(Exercise brief) Go through the records below and report each line with "ctrl" in it.

Stored data:
::::::

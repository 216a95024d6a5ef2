// SPDX-License-Identifier: MIT
// Copyright (c) 2026 The vigil developers

//! Shared fixtures for state-machine and daemon tests.

use crate::class::{JobClass, ProcessDef, ProcessKind};
use crate::instance::Instance;
use std::sync::Arc;

/// A single-instance class with a main process and nothing else.
pub fn service_class(name: &str, command: &str) -> JobClass {
    let mut class = JobClass::new(name);
    class.set_process(ProcessKind::Main, ProcessDef::command(command));
    class
}

/// A task class: runs to completion rather than staying up.
pub fn task_class(name: &str, command: &str) -> JobClass {
    let mut class = service_class(name, command);
    class.task = true;
    class
}

/// A respawning service with the given limit window.
pub fn respawn_class(name: &str, command: &str, limit: u32, interval_secs: u64) -> JobClass {
    let mut class = service_class(name, command);
    class.respawn = true;
    class.respawn_limit = limit;
    class.respawn_interval_secs = interval_secs;
    class
}

/// Wrap a class and create its single unnamed instance.
pub fn instance_of(class: JobClass) -> Instance {
    Instance::new(Arc::new(class), "")
}
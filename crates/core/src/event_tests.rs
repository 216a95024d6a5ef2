// SPDX-License-Identifier: MIT
// Copyright (c) 2026 The vigil developers

use super::*;
use crate::instance::JobHandle;

fn handle(class: &str) -> JobHandle {
    JobHandle::new(class, "")
}

#[test]
fn new_event_is_pending_and_unblocked() {
    let event = Event::new(EventId(1), EventSeed::new("startup"));
    assert_eq!(event.state, EventState::Pending);
    assert!(!event.is_blocked());
    assert!(!event.failed);
}

#[test]
fn unblock_job_removes_only_that_job() {
    let mut event = Event::new(EventId(1), EventSeed::new("startup"));
    event.block(Blocker::Job { job: handle("web") });
    event.block(Blocker::Job { job: handle("db") });
    event.block(Blocker::EmitMethod { waiter: WaiterId(7) });

    assert!(event.unblock_job(&handle("web")));
    assert!(!event.unblock_job(&handle("web")));
    assert_eq!(event.blockers.len(), 2);
}

#[test]
fn unblock_waiter_releases_method_blockers() {
    let mut event = Event::new(EventId(1), EventSeed::new("startup"));
    event.block(Blocker::StartMethod { waiter: WaiterId(3) });
    event.block(Blocker::Job { job: handle("web") });

    event.unblock_waiter(WaiterId(3));
    assert_eq!(event.blockers.len(), 1);
    assert!(event.is_blocked());
}

#[test]
fn log_summary_includes_environment() {
    let seed = EventSeed::with_env("starting", Environ::from_entries(["JOB=web"]));
    let event = Event::new(EventId(4), seed);
    assert_eq!(event.log_summary(), "starting JOB=web [event-4]");
}

#[test]
fn seed_serde_roundtrip() {
    let seed = EventSeed::with_env("power-status", Environ::from_entries(["STATE=low"]));
    let json = serde_json::to_string(&seed).unwrap();
    let back: EventSeed = serde_json::from_str(&json).unwrap();
    assert_eq!(back, seed);
}
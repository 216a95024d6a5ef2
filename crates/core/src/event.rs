// SPDX-License-Identifier: MIT
// Copyright (c) 2026 The vigil developers

//! Events: named stimuli with an environment and a blocking lifecycle.

use crate::blocker::{Blocker, WaiterId};
use crate::environ::Environ;
use crate::instance::JobHandle;
use serde::{Deserialize, Serialize};
use smol_str::SmolStr;

/// Well-known event names emitted by the supervisor itself.
pub mod names {
    /// Emitted once when initialisation completes.
    pub const STARTUP: &str = "startup";
    /// An instance began its start sequence; blocks the instance.
    pub const STARTING: &str = "starting";
    /// An instance reached the running state.
    pub const STARTED: &str = "started";
    /// An instance began its stop sequence; blocks the instance.
    pub const STOPPING: &str = "stopping";
    /// An instance returned to waiting.
    pub const STOPPED: &str = "stopped";
    /// `SIGINT` received (ctrl-alt-delete when running as init).
    pub const CTRL_ALT_DELETE: &str = "ctrl-alt-delete";
    /// `SIGWINCH` received (keyboard request when running as init).
    pub const KBD_REQUEST: &str = "kbd-request";
    /// `SIGPWR` received.
    pub const POWER_STATUS: &str = "power-status";
    /// `SIGHUP` received.
    pub const RELOAD_CONFIGURATION: &str = "reload-configuration";
}

/// Sequence number identifying an event for the duration of its life.
#[derive(Debug, Clone, Copy, PartialEq, Eq, Hash, PartialOrd, Ord, Serialize, Deserialize)]
pub struct EventId(pub u64);

impl std::fmt::Display for EventId {
    fn fmt(&self, f: &mut std::fmt::Formatter<'_>) -> std::fmt::Result {
        write!(f, "event-{}", self.0)
    }
}

/// Where an event is in its lifecycle.
#[derive(Debug, Clone, Copy, PartialEq, Eq, Serialize, Deserialize)]
#[serde(rename_all = "kebab-case")]
pub enum EventState {
    /// Queued, not yet handled.
    Pending,
    /// Being (or been) handled; alive while blockers remain.
    Handling,
    /// Blocker set drained; holders have been notified.
    Finished,
}

crate::simple_display! {
    EventState {
        Pending => "pending",
        Handling => "handling",
        Finished => "finished",
    }
}

/// A request to emit an event: name plus environment.
#[derive(Debug, Clone, PartialEq, Eq, Serialize, Deserialize)]
pub struct EventSeed {
    pub name: SmolStr,
    #[serde(default, skip_serializing_if = "Environ::is_empty")]
    pub env: Environ,
}

impl EventSeed {
    pub fn new(name: impl Into<SmolStr>) -> Self {
        Self { name: name.into(), env: Environ::new() }
    }

    pub fn with_env(name: impl Into<SmolStr>, env: Environ) -> Self {
        Self { name: name.into(), env }
    }
}

/// A live event on the bus.
#[derive(Debug, Clone, PartialEq, Serialize, Deserialize)]
pub struct Event {
    pub id: EventId,
    pub name: SmolStr,
    pub env: Environ,
    pub state: EventState,
    pub blockers: Vec<Blocker>,
    pub failed: bool,
}

impl Event {
    pub fn new(id: EventId, seed: EventSeed) -> Self {
        Self {
            id,
            name: seed.name,
            env: seed.env,
            state: EventState::Pending,
            blockers: Vec::new(),
            failed: false,
        }
    }

    pub fn block(&mut self, blocker: Blocker) {
        self.blockers.push(blocker);
    }

    /// Drop the blocker for `job`; returns whether one was held.
    pub fn unblock_job(&mut self, job: &JobHandle) -> bool {
        let before = self.blockers.len();
        self.blockers.retain(|b| b.job() != Some(job));
        self.blockers.len() != before
    }

    /// Drop the blocker for a departed control caller.
    pub fn unblock_waiter(&mut self, waiter: WaiterId) {
        self.blockers.retain(|b| b.waiter() != Some(waiter));
    }

    pub fn is_blocked(&self) -> bool {
        !self.blockers.is_empty()
    }

    /// One-line description for logging.
    pub fn log_summary(&self) -> String {
        if self.env.is_empty() {
            format!("{} [{}]", self.name, self.id)
        } else {
            let env: Vec<&str> = self.env.entries().collect();
            format!("{} {} [{}]", self.name, env.join(" "), self.id)
        }
    }
}

#[cfg(test)]
#[path = "event_tests.rs"]
mod tests;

::::::

(Result of the task)
    /// `SIGINT` received (ctrl-alt-delete when running as init).
    pub const CTRL_ALT_DELETE: &str = "ctrl-alt-delete";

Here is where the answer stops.